I Am Ali (PG)

Directed by Clare Lewins
Picturehouse, Liverpool
28th November - 4th December 2014

Reviewed by Colin Serjent

Like a lot of people I have always had a fascination with the ultra-charismatic Muhammed Ali, although he was called Cassius Clay when I used to get up, when I was just a little kid, at 3am or 4am, to watch him involved in title fights, transmitted from the USA to UK homes via the Telstar satellite

The most famous of these bouts was when he first clinched the World Heavyweight title after defeating 'the big bad bear' Sonny Liston, who was part of the Mafia Mob.

This latest in a long line of documentary and feature films made about Ali stands out from the rest because, although it is flattering about him - some might call it hagiographic - it nevertheless reveals sides of him never before revealed, particularly his affinity with his large family, especially his devotion to his ma and pa.

Perhaps the most fascinating aspect of I Am Ali is the access director Clare Lewins has to the large supply of recordings of his family telephone calls. No lucid reasons are given in the film as to why Ali decided to tape these numerous calls/conversations, but one of his daughters, among nine children he has , suggested he wanted them to have keepsakes of their childhoods.

The conversations reveal a more serious side to the man than the one portrayed when he was in front of the TV cameras, the press or in pre-fight skirmishes with forthcoming opponents.

In keeping with the hagiographic nature of the documentary when Ali's trainer Angelo Dundee spoke about his boxer's fight with British Champion Henry Cooper in 1965 no mention was made of the skulduggery he got up to after 'Our Enery' had despatched Ali to the floor.

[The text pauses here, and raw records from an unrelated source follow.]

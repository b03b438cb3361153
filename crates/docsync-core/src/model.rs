//! Live connection status of one session
//!
//! Holds exactly one current [`ConnectionStatus`]. Every change is an
//! atomic replace checked against [`crate::state_machine`], numbered, and
//! delivered to observers in the order it was applied.

use crate::config::TransitionPolicy;
use crate::error::SessionError;
use crate::signal::{Signal, Subscription};
use crate::state_machine;
use crate::status::{ConnectionStatus, StatusChange};
use futures::Stream;
use std::pin::Pin;
use std::task::{Context, Poll};
use tokio::sync::mpsc;

#[derive(Debug, Clone, Copy, PartialEq, Eq)]
struct StatusState {
    current: ConnectionStatus,
    seq: u64,
    last: Option<StatusChange>,
}

/// Current status plus its observers
#[derive(Debug)]
pub struct StatusModel {
    state: Signal<StatusState>,
    policy: TransitionPolicy,
}

impl StatusModel {
    /// New model in `connecting` with the strict transition table
    #[must_use]
    pub fn new() -> Self {
        Self::with_policy(TransitionPolicy::Strict)
    }

    /// New model in `connecting` with the given policy
    #[must_use]
    pub fn with_policy(policy: TransitionPolicy) -> Self {
        Self {
            state: Signal::new(StatusState {
                current: ConnectionStatus::Connecting,
                seq: 0,
                last: None,
            }),
            policy,
        }
    }

    /// Transition policy in force
    #[must_use]
    pub fn policy(&self) -> TransitionPolicy {
        self.policy
    }

    /// Current status
    #[must_use]
    pub fn current(&self) -> ConnectionStatus {
        self.state.with(|s| s.current)
    }

    /// Number of changes applied so far
    #[must_use]
    pub fn seq(&self) -> u64 {
        self.state.with(|s| s.seq)
    }

    /// Replace the current status.
    ///
    /// Returns `Ok(None)` when `to` is already current. Under
    /// [`TransitionPolicy::Strict`] a transition outside the table is
    /// rejected and the status is left as it was.
    pub fn apply(&self, to: ConnectionStatus) -> Result<Option<StatusChange>, SessionError> {
        let policy = self.policy;
        let next = self.state.try_update(|state| {
            let from = state.current;
            if from == to {
                return Ok(None);
            }
            if let Err(err) = state_machine::validate_transition(from, to) {
                match policy {
                    TransitionPolicy::Strict => {
                        tracing::warn!(%from, %to, "rejected status transition");
                        return Err(SessionError::from(err));
                    }
                    TransitionPolicy::LastWriteWins => {
                        tracing::warn!(%from, %to, "accepting out-of-table status transition");
                    }
                }
            }
            let change = StatusChange {
                seq: state.seq + 1,
                from,
                to,
            };
            Ok(Some(StatusState {
                current: to,
                seq: change.seq,
                last: Some(change),
            }))
        })?;

        let change = next.and_then(|s| s.last);
        if let Some(change) = change {
            tracing::debug!(seq = change.seq, from = %change.from, to = %change.to, "status changed");
        }
        Ok(change)
    }

    /// Terminal transport failure: settle into `disconnected` from any state
    pub fn fail(&self) -> Option<StatusChange> {
        // `disconnected` is reachable from every other state.
        match self.apply(ConnectionStatus::Disconnected) {
            Ok(change) => change,
            Err(err) => {
                tracing::error!(error = %err, "failed to settle into disconnected");
                None
            }
        }
    }

    /// Explicit retry: `disconnected -> connecting`
    pub fn retry(&self) -> Result<StatusChange, SessionError> {
        let current = self.current();
        if current != ConnectionStatus::Disconnected {
            return Err(SessionError::RetryNotDisconnected(current));
        }
        self.apply(ConnectionStatus::Connecting)?
            .ok_or(SessionError::RetryNotDisconnected(ConnectionStatus::Connecting))
    }

    /// Observe every applied change, in order
    #[must_use = "dropping the subscription detaches the observer"]
    pub fn subscribe(
        &self,
        observer: impl Fn(&StatusChange) + Send + Sync + 'static,
    ) -> Subscription {
        self.state.subscribe(move |state| {
            if let Some(change) = &state.last {
                observer(change);
            }
        })
    }

    /// Ordered async stream of every change applied after this call
    #[must_use]
    pub fn watch(&self) -> StatusStream {
        let (tx, rx) = mpsc::unbounded_channel();
        let subscription = self.subscribe(move |change| {
            let _ = tx.send(*change);
        });
        StatusStream {
            rx,
            _subscription: subscription,
        }
    }

    /// Mirror `to` without consulting the table, e.g. when binding to a
    /// transport that is already past `connecting`
    pub(crate) fn force(&self, to: ConnectionStatus) -> Option<StatusChange> {
        let next = self
            .state
            .try_update(|state| {
                if state.current == to {
                    return Ok::<_, SessionError>(None);
                }
                let change = StatusChange {
                    seq: state.seq + 1,
                    from: state.current,
                    to,
                };
                Ok(Some(StatusState {
                    current: to,
                    seq: change.seq,
                    last: Some(change),
                }))
            })
            .ok()
            .flatten();
        next.and_then(|s| s.last)
    }

    /// Back to `connecting` with a fresh sequence, for a new document.
    ///
    /// Observers see the reset as a change numbered 0 from whatever they
    /// last saw; the next applied change is numbered 1 again. A model that
    /// never left its initial state resets silently.
    pub(crate) fn reset(&self) -> Option<StatusChange> {
        let next = self
            .state
            .try_update(|state| {
                if state.seq == 0 && state.current == ConnectionStatus::Connecting {
                    return Ok::<_, SessionError>(None);
                }
                Ok(Some(StatusState {
                    current: ConnectionStatus::Connecting,
                    seq: 0,
                    last: Some(StatusChange {
                        seq: 0,
                        from: state.current,
                        to: ConnectionStatus::Connecting,
                    }),
                }))
            })
            .ok()
            .flatten();
        next.and_then(|s| s.last)
    }
}

impl Default for StatusModel {
    fn default() -> Self {
        Self::new()
    }
}

/// Async view of a [`StatusModel`]; dropping it detaches from the model
#[derive(Debug)]
pub struct StatusStream {
    rx: mpsc::UnboundedReceiver<StatusChange>,
    _subscription: Subscription,
}

impl StatusStream {
    /// Next change, or `None` once the model is gone
    pub async fn next_change(&mut self) -> Option<StatusChange> {
        self.rx.recv().await
    }

    /// Next change if one is already buffered
    pub fn try_next_change(&mut self) -> Option<StatusChange> {
        self.rx.try_recv().ok()
    }
}

impl Stream for StatusStream {
    type Item = StatusChange;

    fn poll_next(mut self: Pin<&mut Self>, cx: &mut Context<'_>) -> Poll<Option<Self::Item>> {
        self.rx.poll_recv(cx)
    }
}

#[cfg(test)]
mod tests {
    use super::*;
    use parking_lot::Mutex;
    use std::sync::Arc;
    use ConnectionStatus::*;

    #[test]
    fn starts_connecting() {
        let model = StatusModel::new();
        assert_eq!(model.current(), Connecting);
        assert_eq!(model.seq(), 0);
    }

    #[test]
    fn same_status_is_a_no_op() {
        let model = StatusModel::new();
        assert_eq!(model.apply(Connecting).unwrap(), None);
        assert_eq!(model.seq(), 0);
    }

    #[test]
    fn rejected_transition_keeps_status() {
        let model = StatusModel::new();
        let err = model.apply(Synced).unwrap_err();
        assert!(matches!(err, SessionError::IllegalTransition { from: Connecting, to: Synced }));
        assert_eq!(model.current(), Connecting);
        assert_eq!(model.seq(), 0);
    }

    #[test]
    fn last_write_wins_accepts_anything() {
        let model = StatusModel::with_policy(TransitionPolicy::LastWriteWins);
        let change = model.apply(Publishing).unwrap().unwrap();
        assert_eq!(change, StatusChange { seq: 1, from: Connecting, to: Publishing });
        assert_eq!(model.current(), Publishing);
    }

    #[test]
    fn fail_then_retry() {
        let model = StatusModel::new();
        model.apply(Connected).unwrap();
        let change = model.fail().unwrap();
        assert_eq!(change.to, Disconnected);

        assert!(model.apply(Reconnecting).is_err());
        let retry = model.retry().unwrap();
        assert_eq!(retry, StatusChange { seq: 3, from: Disconnected, to: Connecting });
    }

    #[test]
    fn retry_requires_disconnected() {
        let model = StatusModel::new();
        assert!(matches!(
            model.retry(),
            Err(SessionError::RetryNotDisconnected(Connecting))
        ));
    }

    #[test]
    fn fail_twice_reports_once() {
        let model = StatusModel::new();
        assert!(model.fail().is_some());
        assert!(model.fail().is_none());
    }

    #[test]
    fn observers_see_changes_not_rejections() {
        let model = StatusModel::new();
        let seen = Arc::new(Mutex::new(Vec::new()));
        let sink = Arc::clone(&seen);
        let _sub = model.subscribe(move |c| sink.lock().push(c.to));

        model.apply(Connected).unwrap();
        let _ = model.apply(Publishing);
        model.apply(Syncing).unwrap();

        assert_eq!(*seen.lock(), vec![Connected, Syncing]);
    }

    #[test]
    fn reset_is_observed_as_a_new_sequence() {
        let model = StatusModel::new();
        model.apply(Connected).unwrap();
        model.fail();
        let seen = Arc::new(Mutex::new(Vec::new()));
        let sink = Arc::clone(&seen);
        let _sub = model.subscribe(move |c| sink.lock().push(*c));

        let reset = model.reset().unwrap();
        assert_eq!(reset, StatusChange { seq: 0, from: Disconnected, to: Connecting });
        assert_eq!(model.current(), Connecting);
        assert_eq!(model.seq(), 0);

        model.apply(Connected).unwrap();
        assert_eq!(
            *seen.lock(),
            vec![
                StatusChange { seq: 0, from: Disconnected, to: Connecting },
                StatusChange { seq: 1, from: Connecting, to: Connected },
            ]
        );
    }

    #[test]
    fn reset_of_untouched_model_is_silent() {
        let model = StatusModel::new();
        let seen = Arc::new(Mutex::new(0));
        let sink = Arc::clone(&seen);
        let _sub = model.subscribe(move |_| *sink.lock() += 1);

        assert_eq!(model.reset(), None);
        assert_eq!(*seen.lock(), 0);
    }

    #[tokio::test]
    async fn watch_yields_changes_in_order() {
        let model = StatusModel::new();
        let mut stream = model.watch();

        model.apply(Connected).unwrap();
        model.apply(Syncing).unwrap();
        model.apply(Synced).unwrap();

        let mut got = Vec::new();
        for _ in 0..3 {
            got.push(stream.next_change().await.unwrap().to);
        }
        assert_eq!(got, vec![Connected, Syncing, Synced]);
        assert!(stream.try_next_change().is_none());
    }
}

In order to give him more breathing space to recover from this potential knockout blow he ripped, unseen to all, one of his gloves. The extra couple of minutes it took to put on another enabled Ali to get his wits together and eventually win the contest - Cooper having to retire with a heavily gashed eye.

Nevertheless I Am Ali was a joy to watch.

Sadly Ali was diagnosed with Parkinson's syndrome in 1984, a condition more than likely brought on by the heavy blows he took to the head - inexplicably he continued fighting until he was 39 - , notably in epic scraps with George Foreman and Joe Frazier.

Aged 72, he appeared again in front of a global audience in 2012, when he was a titular bearer of the Olympic flag during the opening ceremonies of the Olympic Games in London.